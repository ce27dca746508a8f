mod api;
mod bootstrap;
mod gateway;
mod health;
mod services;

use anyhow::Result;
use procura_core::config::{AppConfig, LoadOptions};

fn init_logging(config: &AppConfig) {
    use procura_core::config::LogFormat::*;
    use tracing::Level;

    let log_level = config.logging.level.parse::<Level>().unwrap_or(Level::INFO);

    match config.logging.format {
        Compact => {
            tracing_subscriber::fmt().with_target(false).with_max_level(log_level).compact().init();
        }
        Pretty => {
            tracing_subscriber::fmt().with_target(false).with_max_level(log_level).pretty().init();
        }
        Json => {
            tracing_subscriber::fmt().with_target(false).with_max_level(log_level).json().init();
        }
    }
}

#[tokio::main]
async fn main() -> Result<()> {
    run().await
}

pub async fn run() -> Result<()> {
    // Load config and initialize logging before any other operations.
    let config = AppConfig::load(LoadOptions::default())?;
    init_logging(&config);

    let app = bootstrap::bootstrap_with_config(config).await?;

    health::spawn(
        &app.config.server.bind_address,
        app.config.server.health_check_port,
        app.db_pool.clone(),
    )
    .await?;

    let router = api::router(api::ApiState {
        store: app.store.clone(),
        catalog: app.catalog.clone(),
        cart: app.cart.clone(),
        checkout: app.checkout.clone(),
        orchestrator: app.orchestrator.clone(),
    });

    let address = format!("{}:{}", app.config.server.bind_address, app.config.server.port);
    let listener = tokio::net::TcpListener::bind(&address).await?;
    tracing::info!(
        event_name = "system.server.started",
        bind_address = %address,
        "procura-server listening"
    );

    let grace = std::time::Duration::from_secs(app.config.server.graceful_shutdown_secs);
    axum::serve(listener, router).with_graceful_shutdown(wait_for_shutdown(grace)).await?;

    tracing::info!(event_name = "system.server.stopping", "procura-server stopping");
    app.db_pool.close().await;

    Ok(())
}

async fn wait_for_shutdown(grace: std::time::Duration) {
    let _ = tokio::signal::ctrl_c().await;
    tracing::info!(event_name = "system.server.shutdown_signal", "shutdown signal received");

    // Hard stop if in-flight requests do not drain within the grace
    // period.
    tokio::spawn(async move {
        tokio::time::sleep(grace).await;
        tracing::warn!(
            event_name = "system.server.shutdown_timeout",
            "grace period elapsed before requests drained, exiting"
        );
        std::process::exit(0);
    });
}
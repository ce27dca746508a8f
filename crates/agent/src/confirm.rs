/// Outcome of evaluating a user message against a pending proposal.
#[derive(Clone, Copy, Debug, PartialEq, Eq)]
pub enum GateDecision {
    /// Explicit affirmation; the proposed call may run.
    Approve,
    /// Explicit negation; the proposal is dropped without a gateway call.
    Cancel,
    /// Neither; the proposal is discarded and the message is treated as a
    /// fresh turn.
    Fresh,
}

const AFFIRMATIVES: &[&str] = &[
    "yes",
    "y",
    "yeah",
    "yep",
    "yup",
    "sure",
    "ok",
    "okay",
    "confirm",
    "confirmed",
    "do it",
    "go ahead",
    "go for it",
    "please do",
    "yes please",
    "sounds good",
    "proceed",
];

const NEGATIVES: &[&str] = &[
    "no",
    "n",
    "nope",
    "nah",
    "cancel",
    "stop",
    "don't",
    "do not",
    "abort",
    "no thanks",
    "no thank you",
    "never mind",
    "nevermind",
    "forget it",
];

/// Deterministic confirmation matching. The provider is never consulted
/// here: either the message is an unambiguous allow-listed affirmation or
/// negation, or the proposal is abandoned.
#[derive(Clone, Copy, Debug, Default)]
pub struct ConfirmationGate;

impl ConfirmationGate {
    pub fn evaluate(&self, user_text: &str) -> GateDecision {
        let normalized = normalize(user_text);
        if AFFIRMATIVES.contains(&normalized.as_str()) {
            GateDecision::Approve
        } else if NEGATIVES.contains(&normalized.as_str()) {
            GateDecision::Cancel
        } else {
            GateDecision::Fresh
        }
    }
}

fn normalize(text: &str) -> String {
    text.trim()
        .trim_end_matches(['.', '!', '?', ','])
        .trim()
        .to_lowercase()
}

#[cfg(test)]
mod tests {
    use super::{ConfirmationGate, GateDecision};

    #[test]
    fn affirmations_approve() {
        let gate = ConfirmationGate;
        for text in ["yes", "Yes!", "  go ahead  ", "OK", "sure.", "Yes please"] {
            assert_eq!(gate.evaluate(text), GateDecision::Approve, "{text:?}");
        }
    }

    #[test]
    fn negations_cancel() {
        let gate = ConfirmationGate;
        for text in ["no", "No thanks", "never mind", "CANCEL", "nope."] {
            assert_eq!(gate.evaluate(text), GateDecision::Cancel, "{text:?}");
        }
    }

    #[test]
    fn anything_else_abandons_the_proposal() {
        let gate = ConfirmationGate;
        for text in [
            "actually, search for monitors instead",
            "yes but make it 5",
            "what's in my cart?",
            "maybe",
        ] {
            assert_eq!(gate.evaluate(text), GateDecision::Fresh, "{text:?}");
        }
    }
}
::::
(Exercise description)
Exact repetition of every record is required.

(Solution below)
repository ce27dca746508a8f
mod api;
mod bootstrap;
mod gateway;
mod health;
mod services;

use anyhow::Result;
use procura_core::config::{AppConfig, LoadOptions};

fn init_logging(config: &AppConfig) {
    use procura_core::config::LogFormat::*;
    use tracing::Level;

    let log_level = config.logging.level.parse::<Level>().unwrap_or(Level::INFO);

    match config.logging.format {
        Compact => {
            tracing_subscriber::fmt().with_target(false).with_max_level(log_level).compact().init();
        }
        Pretty => {
            tracing_subscriber::fmt().with_target(false).with_max_level(log_level).pretty().init();
        }
        Json => {
            tracing_subscriber::fmt().with_target(false).with_max_level(log_level).json().init();
        }
    }
}

#[tokio::main]
async fn main() -> Result<()> {
    run().await
}

pub async fn run() -> Result<()> {
    // Load config and initialize logging before any other operations.
    let config = AppConfig::load(LoadOptions::default())?;
    init_logging(&config);

    let app = bootstrap::bootstrap_with_config(config).await?;

    health::spawn(
        &app.config.server.bind_address,
        app.config.server.health_check_port,
        app.db_pool.clone(),
    )
    .await?;

    let router = api::router(api::ApiState {
        store: app.store.clone(),
        catalog: app.catalog.clone(),
        cart: app.cart.clone(),
        checkout: app.checkout.clone(),
        orchestrator: app.orchestrator.clone(),
    });

    let address = format!("{}:{}", app.config.server.bind_address, app.config.server.port);
    let listener = tokio::net::TcpListener::bind(&address).await?;
    tracing::info!(
        event_name = "system.server.started",
        bind_address = %address,
        "procura-server listening"
    );

    let grace = std::time::Duration::from_secs(app.config.server.graceful_shutdown_secs);
    axum::serve(listener, router).with_graceful_shutdown(wait_for_shutdown(grace)).await?;

    tracing::info!(event_name = "system.server.stopping", "procura-server stopping");
    app.db_pool.close().await;

    Ok(())
}

async fn wait_for_shutdown(grace: std::time::Duration) {
    let _ = tokio::signal::ctrl_c().await;
    tracing::info!(event_name = "system.server.shutdown_signal", "shutdown signal received");

    // Hard stop if in-flight requests do not drain within the grace
    // period.
    tokio::spawn(async move {
        tokio::time::sleep(grace).await;
        tracing::warn!(
            event_name = "system.server.shutdown_timeout",
            "grace period elapsed before requests drained, exiting"
        );
        std::process::exit(0);
    });
}
repository ce27dca746508a8f
filename crates/agent/src/confirm.rs
/// Outcome of evaluating a user message against a pending proposal.
#[derive(Clone, Copy, Debug, PartialEq, Eq)]
pub enum GateDecision {
    /// Explicit affirmation; the proposed call may run.
    Approve,
    /// Explicit negation; the proposal is dropped without a gateway call.
    Cancel,
    /// Neither; the proposal is discarded and the message is treated as a
    /// fresh turn.
    Fresh,
}

const AFFIRMATIVES: &[&str] = &[
    "yes",
    "y",
    "yeah",
    "yep",
    "yup",
    "sure",
    "ok",
    "okay",
    "confirm",
    "confirmed",
    "do it",
    "go ahead",
    "go for it",
    "please do",
    "yes please",
    "sounds good",
    "proceed",
];

const NEGATIVES: &[&str] = &[
    "no",
    "n",
    "nope",
    "nah",
    "cancel",
    "stop",
    "don't",
    "do not",
    "abort",
    "no thanks",
    "no thank you",
    "never mind",
    "nevermind",
    "forget it",
];

/// Deterministic confirmation matching. The provider is never consulted
/// here: either the message is an unambiguous allow-listed affirmation or
/// negation, or the proposal is abandoned.
#[derive(Clone, Copy, Debug, Default)]
pub struct ConfirmationGate;

impl ConfirmationGate {
    pub fn evaluate(&self, user_text: &str) -> GateDecision {
        let normalized = normalize(user_text);
        if AFFIRMATIVES.contains(&normalized.as_str()) {
            GateDecision::Approve
        } else if NEGATIVES.contains(&normalized.as_str()) {
            GateDecision::Cancel
        } else {
            GateDecision::Fresh
        }
    }
}

fn normalize(text: &str) -> String {
    text.trim()
        .trim_end_matches(['.', '!', '?', ','])
        .trim()
        .to_lowercase()
}

#[cfg(test)]
mod tests {
    use super::{ConfirmationGate, GateDecision};

    #[test]
    fn affirmations_approve() {
        let gate = ConfirmationGate;
        for text in ["yes", "Yes!", "  go ahead  ", "OK", "sure.", "Yes please"] {
            assert_eq!(gate.evaluate(text), GateDecision::Approve, "{text:?}");
        }
    }

    #[test]
    fn negations_cancel() {
        let gate = ConfirmationGate;
        for text in ["no", "No thanks", "never mind", "CANCEL", "nope."] {
            assert_eq!(gate.evaluate(text), GateDecision::Cancel, "{text:?}");
        }
    }

    #[test]
    fn anything_else_abandons_the_proposal() {
        let gate = ConfirmationGate;
        for text in [
            "actually, search for monitors instead",
            "yes but make it 5",
            "what's in my cart?",
            "maybe",
        ] {
            assert_eq!(gate.evaluate(text), GateDecision::Fresh, "{text:?}");
        }
    }
}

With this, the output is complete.